Author: Andrew

The World Tour Finals: The Finals

The World Tour Finals: The Finals

Roger Federer, a genius who made tennis look effortless, once told me a story. It is, he said, “my own personal history of how I played tennis. It’s very personal. It’s not about my mother. It’s not about my father. It’s about me, me, me.”

That’s what Federer is. On this July 4 I met him in London to talk about his plans for the 2015 season, his career, his goals and his relationships.

I spoke to him through tears of frustration. We were in the midst of the World Tour Finals, where Federer was playing in the fourth round. He is, and I suppose I was, too, but the feeling was more like watching one’s career slipping into the jaws of what is already a great story. Federer has dominated tennis for the past decade and a half. He has won the most consecutive games to begin a final since Arthur Ashe. He has won the only U.S. Open men’s final. And he has spent the past five years playing on his knees, at his highest level, in his finest moments, wearing the number 10, the last man standing.

I have a theory: Federer is on a bit of a downward spiral.
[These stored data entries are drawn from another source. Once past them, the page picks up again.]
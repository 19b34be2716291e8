//! Blocking client, the thread-per-call mirror of [`crate::Client`].
//!
//! Same namespaces, same operations, same errors. Waiting for a request, a
//! backoff delay or a poll delay parks the calling thread. Do not use it from
//! inside an async runtime; use [`crate::Client`] there.

use std::sync::Arc;
use std::time::{Duration, Instant};

use serde::de::DeserializeOwned;
use serde_json::Value;
use tracing::{debug, trace};

use crate::api::pagination::{Cursor, Page, Paginator, paginate};
use crate::api::request::{ApiRequest, decode, status_error};
use crate::api::routes;
use crate::api::streaming::{EventStream, check_event_stream};
use crate::api::transport::{RetryTransport, Transport};
use crate::config::ClientConfig;
use crate::error::{Error, Result};
use crate::job::{FeedStep, Job, OutputFeed, OutputKind, PollSchedule, absorb, completed_output};
use crate::resources::{
    Account, Collection, CreatePrediction, CreateTraining, Deployment, Hardware, Model, Prediction, Training,
    Version,
};
use crate::webhook::WebhookSigningSecret;

/// Blocking client for the prediction and training API.
#[derive(Clone)]
pub struct Client {
    inner: Arc<ClientInner>,
}

struct ClientInner {
    config: ClientConfig,
    transport: Box<dyn Transport>,
}

impl std::fmt::Debug for Client {
    fn fmt(&self, f: &mut std::fmt::Formatter<'_>) -> std::fmt::Result {
        f.debug_struct("blocking::Client")
            .field("base_url", &self.inner.config.base_url)
            .finish_non_exhaustive()
    }
}

impl Client {
    pub fn new(config: ClientConfig) -> Result<Self> {
        // Timeouts are set per request so event streams can stay open.
        let http = reqwest::blocking::Client::builder()
            .connect_timeout(config.timeout)
            .timeout(None::<Duration>)
            .build()?;
        Self::with_transport(config, http)
    }

    pub fn from_env() -> Result<Self> {
        Self::new(ClientConfig::from_env())
    }

    pub fn with_transport(config: ClientConfig, transport: impl Transport + 'static) -> Result<Self> {
        let transport = RetryTransport::new(transport, config.retry.clone())?;
        Ok(Self {
            inner: Arc::new(ClientInner {
                config,
                transport: Box::new(transport),
            }),
        })
    }

    pub fn config(&self) -> &ClientConfig {
        &self.inner.config
    }

    // ── Exchange ───────────────────────────────────────────────────

    pub fn execute(&self, request: ApiRequest) -> Result<reqwest::blocking::Response> {
        let prepared = request.prepare(&self.inner.config)?;
        let method = prepared.method.clone();
        let url = prepared.url.clone();
        let start = Instant::now();
        let response = self.inner.transport.send(prepared.into_blocking())?;
        let status = response.status();
        debug!("{method} {url}: HTTP {status} in {:.2}s", start.elapsed().as_secs_f64());
        if !status.is_success() {
            let body = response.text().unwrap_or_default();
            return Err(status_error(status, &body));
        }
        Ok(response)
    }

    pub fn call<T: DeserializeOwned>(&self, what: &'static str, request: ApiRequest) -> Result<T> {
        let body = self.execute(request)?.bytes()?;
        trace!("Decoding {what} from {} bytes", body.len());
        decode(what, &body)
    }

    // ── Namespaces ─────────────────────────────────────────────────

    pub fn accounts(&self) -> Accounts<'_> {
        Accounts { client: self }
    }

    pub fn collections(&self) -> Collections<'_> {
        Collections { client: self }
    }

    pub fn deployments(&self) -> Deployments<'_> {
        Deployments { client: self }
    }

    pub fn hardware(&self) -> Hardwares<'_> {
        Hardwares { client: self }
    }

    pub fn models(&self) -> Models<'_> {
        Models { client: self }
    }

    pub fn predictions(&self) -> Predictions<'_> {
        Predictions { client: self }
    }

    pub fn trainings(&self) -> Trainings<'_> {
        Trainings { client: self }
    }

    pub fn webhooks(&self) -> Webhooks<'_> {
        Webhooks { client: self }
    }

    // ── Run to completion ──────────────────────────────────────────

    /// See [`crate::Client::run`].
    pub fn run(&self, reference: &str, input: Value) -> Result<Value> {
        self.run_with(reference, CreatePrediction::new(input))
    }

    pub fn run_with(&self, reference: &str, params: CreatePrediction) -> Result<Value> {
        let (request, version) = routes::run(reference, params)?;
        let mut prediction: Prediction = self.call("prediction", request)?;
        debug!("Created prediction {} for {reference}", prediction.id);
        let kind = match version {
            Some(id) => self
                .models()
                .versions(&id.model().to_string())
                .get(&id.version)?
                .output_kind(),
            None => OutputKind::Plain,
        };
        self.wait_job(&mut prediction)?;
        completed_output(prediction, kind)
    }

    pub fn stream(&self, reference: &str, input: Value) -> Result<EventStream> {
        self.stream_with(reference, CreatePrediction::new(input))
    }

    pub fn stream_with(&self, reference: &str, params: CreatePrediction) -> Result<EventStream> {
        let (request, _) = routes::run(reference, params.with_stream(true))?;
        let prediction: Prediction = self.call("prediction", request)?;
        debug!("Created streaming prediction {} for {reference}", prediction.id);
        self.predictions().stream(&prediction)
    }

    // ── Lifecycle ──────────────────────────────────────────────────

    fn reload_job<J: Job>(&self, job: &mut J) -> Result<()> {
        let fresh: J = self.call(J::KIND, ApiRequest::get(job.get_target()))?;
        absorb(job, fresh);
        Ok(())
    }

    fn wait_job<J: Job>(&self, job: &mut J) -> Result<()> {
        let mut schedule = PollSchedule::from_config(&self.inner.config);
        while !job.is_terminal() {
            let delay = schedule.next_delay();
            trace!("{} {} is {}; polling in {delay:?}", J::KIND, job.id(), job.status());
            std::thread::sleep(delay);
            self.reload_job(job)?;
        }
        debug!("{} {} finished: {}", J::KIND, job.id(), job.status());
        Ok(())
    }

    fn cancel_job<J: Job>(&self, job: &mut J) -> Result<()> {
        let fresh: J = self.call(J::KIND, ApiRequest::post(job.cancel_target()))?;
        absorb(job, fresh);
        Ok(())
    }

    fn open_stream(&self, url: &str) -> Result<EventStream> {
        let response = self.execute(routes::event_stream(url))?;
        check_event_stream(response.headers())?;
        Ok(EventStream::new(response))
    }
}

// ── Accounts, collections, hardware ────────────────────────────────

#[derive(Debug, Clone, Copy)]
pub struct Accounts<'a> {
    client: &'a Client,
}

impl Accounts<'_> {
    pub fn current(&self) -> Result<Account> {
        self.client.call("account", routes::account())
    }
}

#[derive(Debug, Clone, Copy)]
pub struct Collections<'a> {
    client: &'a Client,
}

impl<'a> Collections<'a> {
    pub fn get(&self, slug: &str) -> Result<Collection> {
        self.client.call("collection", routes::collection(slug)?)
    }

    pub fn list(&self, cursor: Cursor) -> Result<Page<Collection>> {
        self.client.call("collection page", routes::collections(&cursor)?)
    }

    pub fn pages(self) -> Paginator<impl FnMut(Cursor) -> Result<Page<Collection>> + 'a> {
        paginate(move |cursor| self.list(cursor))
    }
}

#[derive(Debug, Clone, Copy)]
pub struct Hardwares<'a> {
    client: &'a Client,
}

impl Hardwares<'_> {
    pub fn list(&self) -> Result<Vec<Hardware>> {
        self.client.call("hardware list", routes::hardware())
    }
}

#[derive(Debug, Clone, Copy)]
pub struct Webhooks<'a> {
    client: &'a Client,
}

impl Webhooks<'_> {
    pub fn default_secret(&self) -> Result<WebhookSigningSecret> {
        self.client.call("webhook secret", routes::default_webhook_secret())
    }
}

// ── Deployments ────────────────────────────────────────────────────

#[derive(Debug, Clone, Copy)]
pub struct Deployments<'a> {
    client: &'a Client,
}

impl<'a> Deployments<'a> {
    pub fn get(&self, reference: &str) -> Result<Deployment> {
        self.client.call("deployment", routes::deployment(reference)?)
    }

    pub fn list(&self, cursor: Cursor) -> Result<Page<Deployment>> {
        self.client.call("deployment page", routes::deployments(&cursor)?)
    }

    pub fn pages(self) -> Paginator<impl FnMut(Cursor) -> Result<Page<Deployment>> + 'a> {
        paginate(move |cursor| self.list(cursor))
    }

    pub fn predictions(&self) -> DeploymentPredictions<'a> {
        DeploymentPredictions { client: self.client }
    }
}

#[derive(Debug, Clone, Copy)]
pub struct DeploymentPredictions<'a> {
    client: &'a Client,
}

impl DeploymentPredictions<'_> {
    pub fn create(&self, deployment: &str, params: CreatePrediction) -> Result<Prediction> {
        self.client
            .call("prediction", routes::deployment_prediction(deployment, &params)?)
    }
}

// ── Models and versions ────────────────────────────────────────────

#[derive(Debug, Clone, Copy)]
pub struct Models<'a> {
    client: &'a Client,
}

impl<'a> Models<'a> {
    pub fn get(&self, reference: &str) -> Result<Model> {
        self.client.call("model", routes::model(reference)?)
    }

    pub fn list(&self, cursor: Cursor) -> Result<Page<Model>> {
        self.client.call("model page", routes::models(&cursor)?)
    }

    pub fn pages(self) -> Paginator<impl FnMut(Cursor) -> Result<Page<Model>> + 'a> {
        paginate(move |cursor| self.list(cursor))
    }

    pub fn predictions(&self) -> ModelPredictions<'a> {
        ModelPredictions { client: self.client }
    }

    pub fn versions(&self, model: &str) -> Versions<'a> {
        Versions {
            client: self.client,
            model: model.to_string(),
        }
    }
}

#[derive(Debug, Clone, Copy)]
pub struct ModelPredictions<'a> {
    client: &'a Client,
}

impl ModelPredictions<'_> {
    pub fn create(&self, model: &str, params: CreatePrediction) -> Result<Prediction> {
        self.client.call("prediction", routes::model_prediction(model, &params)?)
    }
}

#[derive(Debug, Clone)]
pub struct Versions<'a> {
    client: &'a Client,
    model: String,
}

impl<'a> Versions<'a> {
    pub fn get(&self, id: &str) -> Result<Version> {
        self.client.call("version", routes::version(&self.model, id)?)
    }

    pub fn list(&self, cursor: Cursor) -> Result<Page<Version>> {
        self.client.call("version page", routes::versions(&self.model, &cursor)?)
    }

    pub fn pages(self) -> Paginator<impl FnMut(Cursor) -> Result<Page<Version>> + 'a> {
        paginate(move |cursor| self.list(cursor))
    }
}

// ── Predictions ────────────────────────────────────────────────────

#[derive(Debug, Clone, Copy)]
pub struct Predictions<'a> {
    client: &'a Client,
}

impl<'a> Predictions<'a> {
    pub fn create(&self, params: CreatePrediction) -> Result<Prediction> {
        let prediction: Prediction = self.client.call("prediction", routes::create_prediction(&params)?)?;
        debug!("Created prediction {} ({})", prediction.id, prediction.status);
        Ok(prediction)
    }

    pub fn get(&self, id: &str) -> Result<Prediction> {
        self.client.call("prediction", routes::prediction(id)?)
    }

    pub fn list(&self, cursor: Cursor) -> Result<Page<Prediction>> {
        self.client.call("prediction page", routes::predictions(&cursor)?)
    }

    pub fn pages(self) -> Paginator<impl FnMut(Cursor) -> Result<Page<Prediction>> + 'a> {
        paginate(move |cursor| self.list(cursor))
    }

    pub fn reload(&self, prediction: &mut Prediction) -> Result<()> {
        self.client.reload_job(prediction)
    }

    pub fn wait(&self, prediction: &mut Prediction) -> Result<()> {
        self.client.wait_job(prediction)
    }

    pub fn cancel(&self, prediction: &mut Prediction) -> Result<()> {
        self.client.cancel_job(prediction)
    }

    pub fn cancel_by_id(&self, id: &str) -> Result<Prediction> {
        self.client.call("prediction", routes::cancel_prediction(id)?)
    }

    pub fn stream(&self, prediction: &Prediction) -> Result<EventStream> {
        let url = prediction
            .urls
            .stream
            .as_deref()
            .ok_or_else(|| Error::config(format!("prediction {} does not support streaming", prediction.id)))?;
        self.client.open_stream(url)
    }

    pub fn output_iterator(self, prediction: Prediction) -> OutputIterator<'a> {
        OutputIterator {
            client: self.client,
            schedule: PollSchedule::from_config(self.client.config()),
            prediction,
            feed: OutputFeed::default(),
        }
    }
}

/// Blocking iterator over the chunks of a growing array output.
pub struct OutputIterator<'a> {
    client: &'a Client,
    prediction: Prediction,
    feed: OutputFeed,
    schedule: PollSchedule,
}

impl OutputIterator<'_> {
    /// The prediction as of the last poll.
    pub fn prediction(&self) -> &Prediction {
        &self.prediction
    }

    pub fn into_prediction(self) -> Prediction {
        self.prediction
    }
}

impl Iterator for OutputIterator<'_> {
    type Item = Result<Value>;

    fn next(&mut self) -> Option<Self::Item> {
        loop {
            match self.feed.step(&self.prediction) {
                FeedStep::Chunk(chunk) => return Some(Ok(chunk)),
                FeedStep::Failed(error) => return Some(Err(error.into())),
                FeedStep::Done => return None,
                FeedStep::Poll => {
                    std::thread::sleep(self.schedule.next_delay());
                    if let Err(e) = self.client.reload_job(&mut self.prediction) {
                        self.feed.abort();
                        return Some(Err(e));
                    }
                }
            }
        }
    }
}

// ── Trainings ──────────────────────────────────────────────────────

#[derive(Debug, Clone, Copy)]
pub struct Trainings<'a> {
    client: &'a Client,
}

impl<'a> Trainings<'a> {
    pub fn create(&self, version: &str, params: CreateTraining) -> Result<Training> {
        let training: Training = self.client.call("training", routes::create_training(version, &params)?)?;
        debug!("Created training {} ({})", training.id, training.status);
        Ok(training)
    }

    pub fn get(&self, id: &str) -> Result<Training> {
        self.client.call("training", routes::training(id)?)
    }

    pub fn list(&self, cursor: Cursor) -> Result<Page<Training>> {
        self.client.call("training page", routes::trainings(&cursor)?)
    }

    pub fn pages(self) -> Paginator<impl FnMut(Cursor) -> Result<Page<Training>> + 'a> {
        paginate(move |cursor| self.list(cursor))
    }

    pub fn reload(&self, training: &mut Training) -> Result<()> {
        self.client.reload_job(training)
    }

    pub fn wait(&self, training: &mut Training) -> Result<()> {
        self.client.wait_job(training)
    }

    pub fn cancel(&self, training: &mut Training) -> Result<()> {
        self.client.cancel_job(training)
    }

    pub fn cancel_by_id(&self, id: &str) -> Result<Training> {
        self.client.call("training", routes::cancel_training(id)?)
    }
}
He is, to be honest, on the edge of a precipice. The pressure to reach the summit has become unbearable. He is on his way to winning more major titles than he had ever won in his career. He is a true phenom, at the peak of his powers. I’ve never seen anyone so capable of such precision and power. “I feel like we have to play the very best to get to the very best,” Federer said at the end of the press conference after beating Roger on Sunday. “And so do they — all of us.”